Neuro Digital Signal Processing Toolbox

Project Status: Active – The project has reached a stable, usable state and is being actively developed. Latest Version Build Status codecov License Supported Python Versions Binder

A package of tools to process, analyze, and simulate neural recordings as individual voltage time series, with specific focus on time and frequency domain analyses.

Documentation

Documentation for the NeuroDSP module is available here.

The documentation also includes a full set of tutorials covering the functionality of NeuroDSP.

If you have a question about using NeuroDSP that doesn’t seem to be covered by the documentation, feel free to open an issue and ask!

Dependencies

NeuroDSP is written in Python, and requires Python >= 3.5 to run.

It has the following dependencies:

  • numpy
  • scipy
  • matplotlib
  • scikit-learn
  • pandas
  • pytest (optional)

We recommend using the Anaconda distribution to manage these requirements.

Install

Stable Version

To install the latest release of neurodsp, you can install from pip:

$ pip install neurodsp

Development Version

To get the development version (updates that are not yet published to pip), you can clone this repo.

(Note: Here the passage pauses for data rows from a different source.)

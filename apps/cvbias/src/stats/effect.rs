//! Effect size (Cohen's h) and the power of the two-sided z-test at that effect.

use serde::Serialize;
use statrs::distribution::{ContinuousCDF, Normal};

/// Below this, an effect is negligible whatever its p-value.
pub const NEGLIGIBLE_EFFECT: f64 = 0.2;

/// `|2·asin(√p1) − 2·asin(√p2)|`, proportions clamped to `[0, 1]`.
pub fn cohens_h(p1: f64, p2: f64) -> f64 {
    let arc = |p: f64| 2.0 * p.clamp(0.0, 1.0).sqrt().asin();
    (arc(p1) - arc(p2)).abs()
}

#[derive(Debug, Clone, Copy, PartialEq, Eq, Serialize)]
pub enum EffectSize {
    Negligible,
    Small,
    Medium,
    Large,
}

impl EffectSize {
    pub fn of(h: f64) -> Self {
        if h >= 0.8 {
            EffectSize::Large
        } else if h >= 0.5 {
            EffectSize::Medium
        } else if h >= NEGLIGIBLE_EFFECT {
            EffectSize::Small
        } else {
            EffectSize::Negligible
        }
    }
}

/// Power of a two-sided two-sample z-test with equal group sizes `n` at effect `h`.
/// `None` when there are no observations.
pub fn power(h: f64, n: usize, alpha: f64) -> Option<f64> {
    if n == 0 || !(alpha > 0.0 && alpha < 1.0) {
        return None;
    }
    let normal = Normal::new(0.0, 1.0).ok()?;
    let z = normal.inverse_cdf(1.0 - alpha / 2.0);
    let shift = h.abs() * (n as f64 / 2.0).sqrt();
    Some(normal.cdf(shift - z) + normal.cdf(-shift - z))
}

$ git clone https://github.com/neurodsp-tools/neurodsp

To install this cloned copy of neurodsp, move into the directory you just cloned, and run:

$ pip install .

Editable Version

If you want to install an editable version, for making contributions, download the development version as above, and run:

$ pip install -e .

Bug Reports

Please use the Github issue tracker to file bug reports and/or ask questions about this project.

Modules

NeuroDSP includes the following modules:

  • filt : Filter data with bandpass, highpass, lowpass, or notch filters
  • burst : Detect bursting oscillations in neural signals
  • laggedcoherence : Estimate rhythmicity using the lagged coherence measure
  • spectral : Compute spectral domain features such as power spectra
  • swm : Identify recurrent patterns in signals using sliding window matching
  • timefrequency : Estimate instantaneous measures of oscillatory activity
  • sim : Simulate periodic and aperiodic signal components
  • plts : Plotting functions

Contribute

NeuroDSP welcomes and encourages contributions from the community, as long as contributors follow the Code of Conduct.

If you have an idea of something to add to NeuroDSP, please start by opening an issue.

When writing code to add to NeuroDSP, please follow the Contribution Guidelines.